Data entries
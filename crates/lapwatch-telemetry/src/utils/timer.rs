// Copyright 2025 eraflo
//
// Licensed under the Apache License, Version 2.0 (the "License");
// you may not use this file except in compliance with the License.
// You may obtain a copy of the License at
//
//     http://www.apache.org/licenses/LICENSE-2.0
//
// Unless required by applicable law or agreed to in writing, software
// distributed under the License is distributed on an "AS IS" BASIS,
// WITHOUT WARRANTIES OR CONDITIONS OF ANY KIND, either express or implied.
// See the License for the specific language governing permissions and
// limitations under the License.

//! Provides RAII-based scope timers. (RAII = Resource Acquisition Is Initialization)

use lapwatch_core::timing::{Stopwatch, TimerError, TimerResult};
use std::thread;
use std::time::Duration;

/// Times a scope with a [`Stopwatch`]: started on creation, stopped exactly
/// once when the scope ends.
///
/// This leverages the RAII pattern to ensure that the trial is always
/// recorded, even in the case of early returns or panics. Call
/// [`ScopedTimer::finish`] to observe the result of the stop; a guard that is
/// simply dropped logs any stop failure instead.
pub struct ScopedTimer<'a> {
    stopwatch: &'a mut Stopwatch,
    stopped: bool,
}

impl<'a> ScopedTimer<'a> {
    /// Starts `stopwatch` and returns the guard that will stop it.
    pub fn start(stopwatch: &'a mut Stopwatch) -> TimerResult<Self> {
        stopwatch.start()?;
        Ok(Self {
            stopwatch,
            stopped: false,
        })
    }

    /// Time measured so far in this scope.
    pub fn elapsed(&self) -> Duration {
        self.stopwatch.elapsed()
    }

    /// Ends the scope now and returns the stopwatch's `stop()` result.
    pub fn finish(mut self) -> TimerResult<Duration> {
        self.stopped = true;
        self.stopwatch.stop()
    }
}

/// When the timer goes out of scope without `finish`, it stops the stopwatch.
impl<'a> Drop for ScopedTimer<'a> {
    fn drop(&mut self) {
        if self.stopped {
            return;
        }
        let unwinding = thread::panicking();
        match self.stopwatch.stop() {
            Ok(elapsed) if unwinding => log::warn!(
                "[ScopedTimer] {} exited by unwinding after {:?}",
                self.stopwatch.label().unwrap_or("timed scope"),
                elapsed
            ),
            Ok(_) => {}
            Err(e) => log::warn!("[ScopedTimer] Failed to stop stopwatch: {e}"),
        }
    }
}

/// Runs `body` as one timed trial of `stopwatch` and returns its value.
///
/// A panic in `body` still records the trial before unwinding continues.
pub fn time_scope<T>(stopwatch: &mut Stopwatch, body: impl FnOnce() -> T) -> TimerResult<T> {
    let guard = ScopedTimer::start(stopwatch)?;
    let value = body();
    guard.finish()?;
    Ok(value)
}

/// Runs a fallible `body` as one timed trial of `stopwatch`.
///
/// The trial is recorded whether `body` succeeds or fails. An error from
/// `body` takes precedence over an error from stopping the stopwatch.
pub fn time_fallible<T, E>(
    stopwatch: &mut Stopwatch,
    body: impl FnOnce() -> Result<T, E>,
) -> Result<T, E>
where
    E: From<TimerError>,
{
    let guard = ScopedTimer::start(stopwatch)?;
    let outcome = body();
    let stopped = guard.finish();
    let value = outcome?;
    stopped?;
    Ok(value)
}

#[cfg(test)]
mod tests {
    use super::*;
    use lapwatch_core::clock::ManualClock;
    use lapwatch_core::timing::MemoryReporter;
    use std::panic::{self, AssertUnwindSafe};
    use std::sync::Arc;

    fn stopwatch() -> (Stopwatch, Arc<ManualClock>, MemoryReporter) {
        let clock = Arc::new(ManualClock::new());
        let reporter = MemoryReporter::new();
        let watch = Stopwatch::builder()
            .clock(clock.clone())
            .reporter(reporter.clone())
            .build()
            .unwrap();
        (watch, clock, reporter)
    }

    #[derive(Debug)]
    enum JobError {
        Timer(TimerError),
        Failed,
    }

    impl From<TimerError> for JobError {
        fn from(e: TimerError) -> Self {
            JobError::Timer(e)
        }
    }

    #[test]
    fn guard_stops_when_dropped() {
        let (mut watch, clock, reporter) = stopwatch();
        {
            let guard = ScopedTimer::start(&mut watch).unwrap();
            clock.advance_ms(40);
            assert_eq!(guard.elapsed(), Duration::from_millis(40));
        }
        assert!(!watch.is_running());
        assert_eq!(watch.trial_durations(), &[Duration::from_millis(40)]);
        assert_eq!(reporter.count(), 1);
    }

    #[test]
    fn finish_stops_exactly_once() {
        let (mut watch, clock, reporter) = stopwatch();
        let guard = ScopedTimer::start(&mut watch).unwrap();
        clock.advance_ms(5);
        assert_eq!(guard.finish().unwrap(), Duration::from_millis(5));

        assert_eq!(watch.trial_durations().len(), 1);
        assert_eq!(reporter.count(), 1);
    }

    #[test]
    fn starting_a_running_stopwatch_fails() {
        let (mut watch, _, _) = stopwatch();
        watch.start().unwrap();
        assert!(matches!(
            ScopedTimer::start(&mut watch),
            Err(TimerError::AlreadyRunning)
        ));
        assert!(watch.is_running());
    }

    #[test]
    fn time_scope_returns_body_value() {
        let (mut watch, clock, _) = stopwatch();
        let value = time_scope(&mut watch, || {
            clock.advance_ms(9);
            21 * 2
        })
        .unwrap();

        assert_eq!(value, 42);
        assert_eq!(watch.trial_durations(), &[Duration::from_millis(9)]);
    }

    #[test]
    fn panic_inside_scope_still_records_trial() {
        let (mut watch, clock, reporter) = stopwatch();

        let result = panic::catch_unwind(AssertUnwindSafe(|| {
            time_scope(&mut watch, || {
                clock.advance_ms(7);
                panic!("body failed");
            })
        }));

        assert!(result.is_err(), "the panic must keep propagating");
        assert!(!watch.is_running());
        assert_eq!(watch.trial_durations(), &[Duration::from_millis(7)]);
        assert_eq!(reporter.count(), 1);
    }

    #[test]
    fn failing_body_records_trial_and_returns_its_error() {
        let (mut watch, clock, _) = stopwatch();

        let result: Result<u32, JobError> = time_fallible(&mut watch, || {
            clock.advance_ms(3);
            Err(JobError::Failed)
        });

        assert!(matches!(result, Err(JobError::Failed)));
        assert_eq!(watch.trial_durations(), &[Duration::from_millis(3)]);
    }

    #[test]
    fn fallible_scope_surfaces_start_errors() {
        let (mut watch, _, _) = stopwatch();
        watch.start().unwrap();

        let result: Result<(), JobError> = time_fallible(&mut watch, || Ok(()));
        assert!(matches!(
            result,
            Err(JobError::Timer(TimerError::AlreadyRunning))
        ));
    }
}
--
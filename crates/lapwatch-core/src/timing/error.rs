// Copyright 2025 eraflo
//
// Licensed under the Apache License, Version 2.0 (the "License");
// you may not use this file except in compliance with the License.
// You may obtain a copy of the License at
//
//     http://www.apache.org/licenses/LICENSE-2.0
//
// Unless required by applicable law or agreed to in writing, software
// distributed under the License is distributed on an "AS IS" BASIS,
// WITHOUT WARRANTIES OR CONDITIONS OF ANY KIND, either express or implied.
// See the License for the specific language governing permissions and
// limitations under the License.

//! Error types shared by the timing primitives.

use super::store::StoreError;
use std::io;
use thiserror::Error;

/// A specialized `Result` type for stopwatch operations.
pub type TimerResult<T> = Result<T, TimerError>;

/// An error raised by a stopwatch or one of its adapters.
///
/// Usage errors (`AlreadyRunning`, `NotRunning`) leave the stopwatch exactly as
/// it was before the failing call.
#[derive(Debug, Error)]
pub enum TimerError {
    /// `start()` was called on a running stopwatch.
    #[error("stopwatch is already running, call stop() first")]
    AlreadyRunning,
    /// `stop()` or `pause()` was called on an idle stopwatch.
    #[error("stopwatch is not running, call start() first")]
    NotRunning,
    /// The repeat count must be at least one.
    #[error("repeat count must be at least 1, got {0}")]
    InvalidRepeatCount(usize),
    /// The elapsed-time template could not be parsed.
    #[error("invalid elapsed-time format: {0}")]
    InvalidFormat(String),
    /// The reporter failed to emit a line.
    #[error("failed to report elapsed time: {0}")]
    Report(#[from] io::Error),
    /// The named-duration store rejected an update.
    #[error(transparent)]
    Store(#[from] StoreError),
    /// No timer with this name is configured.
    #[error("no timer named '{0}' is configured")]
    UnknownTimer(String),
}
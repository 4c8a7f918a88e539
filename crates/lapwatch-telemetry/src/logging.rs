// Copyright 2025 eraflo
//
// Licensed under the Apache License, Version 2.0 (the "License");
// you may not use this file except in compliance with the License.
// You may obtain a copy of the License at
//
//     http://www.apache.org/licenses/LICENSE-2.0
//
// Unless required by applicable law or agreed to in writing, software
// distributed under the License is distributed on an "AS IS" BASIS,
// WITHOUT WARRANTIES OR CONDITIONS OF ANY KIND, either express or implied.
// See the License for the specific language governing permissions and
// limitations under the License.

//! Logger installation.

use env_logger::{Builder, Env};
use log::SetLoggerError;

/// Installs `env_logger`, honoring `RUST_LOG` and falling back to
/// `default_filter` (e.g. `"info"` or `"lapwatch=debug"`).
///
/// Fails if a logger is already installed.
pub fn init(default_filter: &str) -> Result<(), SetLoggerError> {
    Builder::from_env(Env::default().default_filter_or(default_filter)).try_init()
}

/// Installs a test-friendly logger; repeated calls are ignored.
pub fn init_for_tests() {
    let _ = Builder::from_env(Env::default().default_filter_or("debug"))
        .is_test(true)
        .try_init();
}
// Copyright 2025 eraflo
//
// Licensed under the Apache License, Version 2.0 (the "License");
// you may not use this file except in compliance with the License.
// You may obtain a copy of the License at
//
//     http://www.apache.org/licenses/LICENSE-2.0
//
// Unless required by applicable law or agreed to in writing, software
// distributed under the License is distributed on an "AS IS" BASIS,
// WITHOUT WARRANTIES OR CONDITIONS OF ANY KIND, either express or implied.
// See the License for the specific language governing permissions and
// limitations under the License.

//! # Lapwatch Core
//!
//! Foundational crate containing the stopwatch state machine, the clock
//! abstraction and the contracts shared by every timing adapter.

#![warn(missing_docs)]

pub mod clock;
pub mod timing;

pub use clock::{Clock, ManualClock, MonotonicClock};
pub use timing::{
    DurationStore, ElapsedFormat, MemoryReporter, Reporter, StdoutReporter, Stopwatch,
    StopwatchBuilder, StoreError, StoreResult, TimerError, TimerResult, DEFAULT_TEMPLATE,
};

Try it
For each line in the data that contains the string "must", give a copy of that line.

Expected output
        assert!(result.is_err(), "the panic must keep propagating");
    /// The repeat count must be at least one.
    #[error("repeat count must be at least 1, got {0}")]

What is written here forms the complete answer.